▸ Task prompt
For the entries below, count the lines that contain the word "array" and reply with that number only.

***** Data shown *****

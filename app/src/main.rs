#![allow(non_snake_case)]

mod components;
mod hooks;
mod pages;
mod route;

use std::rc::Rc;

use alloy_primitives::Address;
use dioxus::prelude::*;
use nft_market_api::prelude::*;
use route::Route;

/// Build-time configuration; the wasm bundle has no process environment.
fn build_env(name: &str) -> Option<String> {
    let value = match name {
        "NFT_CONTRACT_ADDRESS" => option_env!("NFT_CONTRACT_ADDRESS"),
        "MARKETPLACE_CONTRACT_ADDRESS" => option_env!("MARKETPLACE_CONTRACT_ADDRESS"),
        "CHAIN_ID" => option_env!("CHAIN_ID"),
        "RPC_URL" => option_env!("RPC_URL"),
        "PINATA_JWT" => option_env!("PINATA_JWT"),
        "PINATA_API_URL" => option_env!("PINATA_API_URL"),
        "PINATA_GATEWAY" => option_env!("PINATA_GATEWAY"),
        "SUBGRAPH_URL" => option_env!("SUBGRAPH_URL"),
        "MORALIS_API_KEY" => option_env!("MORALIS_API_KEY"),
        "MORALIS_API_URL" => option_env!("MORALIS_API_URL"),
        "WALLETCONNECT_PROJECT_ID" => option_env!("WALLETCONNECT_PROJECT_ID"),
        "APP_NAME" => option_env!("APP_NAME"),
        _ => None,
    };
    value.map(str::to_string)
}

fn main() {
    #[cfg(feature = "web")]
    {
        tracing_wasm::set_as_global_default();
        dioxus::launch(App);
    }

    #[cfg(feature = "desktop")]
    {
        dioxus::launch(App);
    }
}

#[component]
fn App() -> Element {
    let config = use_hook(|| {
        MarketConfig::from_lookup(build_env)
            .and_then(|market| WalletConfig::from_lookup(build_env).map(|wallet| (market, wallet)))
            .map_err(|e| e.to_string())
    });

    match config {
        Ok((market, wallet)) => rsx! {
            Configured { market, wallet }
        },
        Err(e) => {
            tracing::error!("Invalid configuration: {}", e);
            rsx! {
                div { class: "max-w-xl mx-auto card mt-16 text-center",
                    h1 { class: "text-2xl font-bold mb-4", "Configuration error" }
                    p { class: "text-red-400 font-mono", "{e}" }
                }
            }
        }
    }
}

#[component]
fn Configured(market: MarketConfig, wallet: WalletConfig) -> Element {
    // Global state providers
    use_context_provider(|| market.clone());
    use_context_provider(|| wallet.clone());
    use_context_provider(|| Signal::new(WalletState::default()));
    use_context_provider(|| Rc::new(LazyClient::<IndexedNftClient>::new()));

    rsx! {
        Router::<Route> {}
    }
}

// Global state types
#[derive(Clone, Default, Debug, PartialEq)]
pub struct WalletState {
    pub address: Option<Address>,
    pub chain_id: Option<u64>,
}

impl WalletState {
    pub fn connected(&self) -> bool {
        self.address.is_some()
    }
}
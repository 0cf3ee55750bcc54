use std::str::FromStr;
use std::time::Duration;

use alloy_primitives::{Address, B256};
use nft_market_api::prelude::*;

use crate::components::send_transaction;

/// Pins through the pinning service, signs in the browser wallet and polls
/// the configured node for receipts.
#[derive(Clone)]
pub struct WalletBackend {
    pinning: Option<PinningClient>,
    rpc: EvmRpc,
}

impl WalletBackend {
    pub fn new(config: &MarketConfig) -> Self {
        Self {
            pinning: PinningClient::from_config(config).ok(),
            rpc: EvmRpc::new(&config.rpc_url),
        }
    }

    fn pinning(&self) -> Result<&PinningClient, MarketError> {
        self.pinning
            .as_ref()
            .ok_or(MarketError::MissingConfig("PINATA_JWT"))
    }

    /// Send one transaction and wait until it is mined.
    pub async fn transact(&self, tx: TxRequest) -> Result<TxReceipt, MarketError> {
        let hash = self.send_transaction(tx).await?;
        self.wait_for_receipt(hash).await
    }
}

impl MintBackend for WalletBackend {
    async fn pin_file(&self, image: &ImageUpload) -> Result<String, MarketError> {
        self.pinning()?.pin_file(image).await
    }

    async fn pin_json(&self, metadata: &NftMetadata) -> Result<String, MarketError> {
        self.pinning()?.pin_json(metadata).await
    }

    async fn send_transaction(&self, tx: TxRequest) -> Result<B256, MarketError> {
        let hash = send_transaction(&tx).await.map_err(MarketError::Wallet)?;
        B256::from_str(&hash).map_err(|_| MarketError::Wallet(format!("Invalid hash {}", hash)))
    }

    async fn wait_for_receipt(&self, hash: B256) -> Result<TxReceipt, MarketError> {
        self.rpc
            .wait_for_receipt(
                hash,
                RECEIPT_POLL_ATTEMPTS,
                Duration::from_millis(RECEIPT_POLL_MS),
                |d| gloo_timers::future::TimeoutFuture::new(d.as_millis() as u32),
            )
            .await
    }
}

/// Buy a listed item at its listing price.
pub async fn buy_item(config: &MarketConfig, buyer: Address, item: &NftItem) -> Result<(), String> {
    let listing_id = item.listing_id.ok_or("Item is not listed")?;
    let price = item.price_wei().ok_or("Item has no price")?;
    let contracts = MarketContracts::from_config(config);
    let backend = WalletBackend::new(config);
    backend
        .transact(contracts.buy_tx(buyer, listing_id, price))
        .await
        .map_err(|e| e.to_string())?;
    tracing::info!("Bought token {} via listing {}", item.token_id, listing_id);
    Ok(())
}

/// Approve the marketplace for `token_id`, then list it at `price` (display units).
pub async fn list_item(
    config: &MarketConfig,
    seller: Address,
    token_id: u64,
    price: &str,
) -> Result<(), String> {
    let price = parse_price(price).map_err(|e| e.to_string())?;
    let contracts = MarketContracts::from_config(config);
    let backend = WalletBackend::new(config);
    let token = alloy_primitives::U256::from(token_id);
    backend
        .transact(contracts.approve_tx(seller, token))
        .await
        .map_err(|e| format!("Approval failed: {}", e))?;
    backend
        .transact(contracts.list_tx(seller, token, price))
        .await
        .map_err(|e| format!("Listing failed: {}", e))?;
    tracing::info!("Listed token {} at {}", token_id, format_ether(price));
    Ok(())
}
//! Solidity interfaces of the NFT collection and the marketplace.

use alloy_primitives::{Address, Bytes, U256};
use alloy_sol_types::{sol, SolCall};

sol! {
    /// One entry of the marketplace's listing array; its index is the listing id.
    #[derive(Debug, PartialEq, Eq)]
    struct Listing {
        address seller;
        address nftAddress;
        uint256 tokenId;
        uint256 price;
        bool isSold;
    }

    /// The ERC-721 collection minted through the marketplace front-end.
    #[derive(Debug)]
    interface INftCollection {
        event Transfer(address indexed from, address indexed to, uint256 indexed tokenId);

        function tokenCounter() external view returns (uint256);
        function ownerOf(uint256 tokenId) external view returns (address);
        function tokenURI(uint256 tokenId) external view returns (string memory);
        function approve(address to, uint256 tokenId) external;
        function mintNFT(address recipient, string memory tokenURI) external returns (uint256);
    }

    /// The fixed-price marketplace.
    #[derive(Debug)]
    interface IMarketplace {
        function getListings() external view returns (Listing[] memory);
        function listNFT(address nftAddress, uint256 tokenId, uint256 price) external;
        function buyNFT(uint256 listingId) external payable;
        function calculateFee(uint256 price) external view returns (uint256);
    }
}

/// An unsigned transaction, handed to whichever signer is available.
#[derive(Clone, Debug, PartialEq, Eq)]
pub struct TxRequest {
    pub from: Address,
    pub to: Address,
    pub data: Bytes,
    pub value: U256,
}

impl TxRequest {
    fn call<C: SolCall>(from: Address, to: Address, call: &C) -> Self {
        Self {
            from,
            to,
            data: call.abi_encode().into(),
            value: U256::ZERO,
        }
    }

    pub fn mint(from: Address, collection: Address, recipient: Address, token_uri: String) -> Self {
        Self::call(
            from,
            collection,
            &INftCollection::mintNFTCall {
                recipient,
                tokenURI: token_uri,
            },
        )
    }

    pub fn approve(from: Address, collection: Address, spender: Address, token_id: U256) -> Self {
        Self::call(
            from,
            collection,
            &INftCollection::approveCall {
                to: spender,
                tokenId: token_id,
            },
        )
    }

    pub fn list(
        from: Address,
        marketplace: Address,
        collection: Address,
        token_id: U256,
        price: U256,
    ) -> Self {
        Self::call(
            from,
            marketplace,
            &IMarketplace::listNFTCall {
                nftAddress: collection,
                tokenId: token_id,
                price,
            },
        )
    }

    /// Buying is payable; the value sent is the listing price.
    pub fn buy(from: Address, marketplace: Address, listing_id: U256, price: U256) -> Self {
        let mut tx = Self::call(
            from,
            marketplace,
            &IMarketplace::buyNFTCall {
                listingId: listing_id,
            },
        );
        tx.value = price;
        tx
    }
}
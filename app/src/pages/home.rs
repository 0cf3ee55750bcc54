use dioxus::prelude::*;
use nft_market_api::prelude::*;

use crate::route::Route;

#[component]
pub fn Home() -> Element {
    rsx! {
        div { class: "max-w-4xl mx-auto text-center py-16",
            // Hero
            h1 { class: "text-5xl font-bold mb-6",
                span { class: "text-market-400", "NFT" }
                span { class: "text-gray-100", " Market" }
            }

            p { class: "text-xl text-gray-400 mb-8 max-w-2xl mx-auto",
                "Mint artwork to IPFS with a random rarity, list it at your price, "
                "and buy from other collectors."
            }

            div { class: "flex justify-center gap-4 mb-16",
                Link {
                    to: Route::Mint {},
                    class: "btn btn-primary text-lg px-8 py-3",
                    "Mint an NFT"
                }
                Link {
                    to: Route::Marketplace {},
                    class: "btn btn-secondary text-lg px-8 py-3",
                    "Browse Marketplace"
                }
            }

            div { class: "grid md:grid-cols-3 gap-8 mt-16",
                FeatureCard {
                    title: "Mint",
                    description: "Your image and metadata are pinned to IPFS before minting.",
                    icon: "🎨",
                }
                FeatureCard {
                    title: "List",
                    description: "Approve once, set a price, and see the fee before you sign.",
                    icon: "🏷️",
                }
                FeatureCard {
                    title: "Trade",
                    description: "Buy listed NFTs straight from your wallet.",
                    icon: "💎",
                }
            }

            // Rarity table
            div { class: "mt-16 card max-w-xl mx-auto",
                h3 { class: "text-xl font-semibold text-market-400 mb-4", "Rarity Tiers" }
                div { class: "text-left space-y-2 text-gray-300",
                    for spec in STANDARD_TIERS.iter() {
                        p { key: "{spec.tier}", class: "flex justify-between",
                            span { style: "color: {spec.color};", "{spec.tier}" }
                            span { class: "text-gray-500", {format!("{:.1}%", spec.percentage())} }
                            span { class: "font-mono", {format!("x{:.1}", spec.multiplier)} }
                        }
                    }
                }
            }
        }
    }
}

#[component]
fn FeatureCard(title: &'static str, description: &'static str, icon: &'static str) -> Element {
    rsx! {
        div { class: "card text-center",
            div { class: "text-4xl mb-4", "{icon}" }
            h3 { class: "text-lg font-semibold text-market-400 mb-2", "{title}" }
            p { class: "text-gray-400", "{description}" }
        }
    }
}
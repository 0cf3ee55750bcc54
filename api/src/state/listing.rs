use alloy_primitives::{Address, U256};

use crate::contracts::Listing;

impl Listing {
    pub fn is_active(&self) -> bool {
        !self.isSold
    }

    pub fn is_for(&self, nft_address: Address, token_id: U256) -> bool {
        self.nftAddress == nft_address && self.tokenId == token_id
    }

    /// Active listing of this exact token by this seller.
    pub fn lists(&self, nft_address: Address, token_id: U256, seller: Address) -> bool {
        self.is_active() && self.is_for(nft_address, token_id) && self.seller == seller
    }
}

/// First active listing of `(nft_address, token_id)` by `seller`, in array order,
/// together with how many further active listings match the same key.
pub fn find_listing(
    listings: &[Listing],
    nft_address: Address,
    token_id: U256,
    seller: Address,
) -> Option<(u64, &Listing, usize)> {
    let mut matches = listings
        .iter()
        .enumerate()
        .filter(|(_, l)| l.lists(nft_address, token_id, seller));
    let (index, first) = matches.next()?;
    Some((index as u64, first, matches.count()))
}

#[cfg(test)]
mod tests {
    use super::*;

    fn listing(seller: u8, token_id: u64, sold: bool) -> Listing {
        Listing {
            seller: Address::repeat_byte(seller),
            nftAddress: Address::repeat_byte(0xcc),
            tokenId: U256::from(token_id),
            price: U256::from(100 + token_id),
            isSold: sold,
        }
    }

    #[test]
    fn test_find_listing_skips_sold_and_foreign() {
        let listings = vec![listing(1, 5, true), listing(2, 5, false), listing(1, 5, false)];
        let (id, found, dupes) =
            find_listing(&listings, Address::repeat_byte(0xcc), U256::from(5), Address::repeat_byte(1))
                .unwrap();
        assert_eq!(id, 2);
        assert_eq!(found.seller, Address::repeat_byte(1));
        assert_eq!(dupes, 0);
    }

    #[test]
    fn test_find_listing_first_match_wins() {
        let listings = vec![listing(1, 5, false), listing(1, 5, false)];
        let (id, _, dupes) =
            find_listing(&listings, Address::repeat_byte(0xcc), U256::from(5), Address::repeat_byte(1))
                .unwrap();
        assert_eq!(id, 0);
        assert_eq!(dupes, 1);
    }

    #[test]
    fn test_find_listing_none() {
        let listings = vec![listing(1, 6, false)];
        assert!(find_listing(&listings, Address::repeat_byte(0xcc), U256::from(5), Address::repeat_byte(1))
            .is_none());
    }
}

*****

▸ Task response
2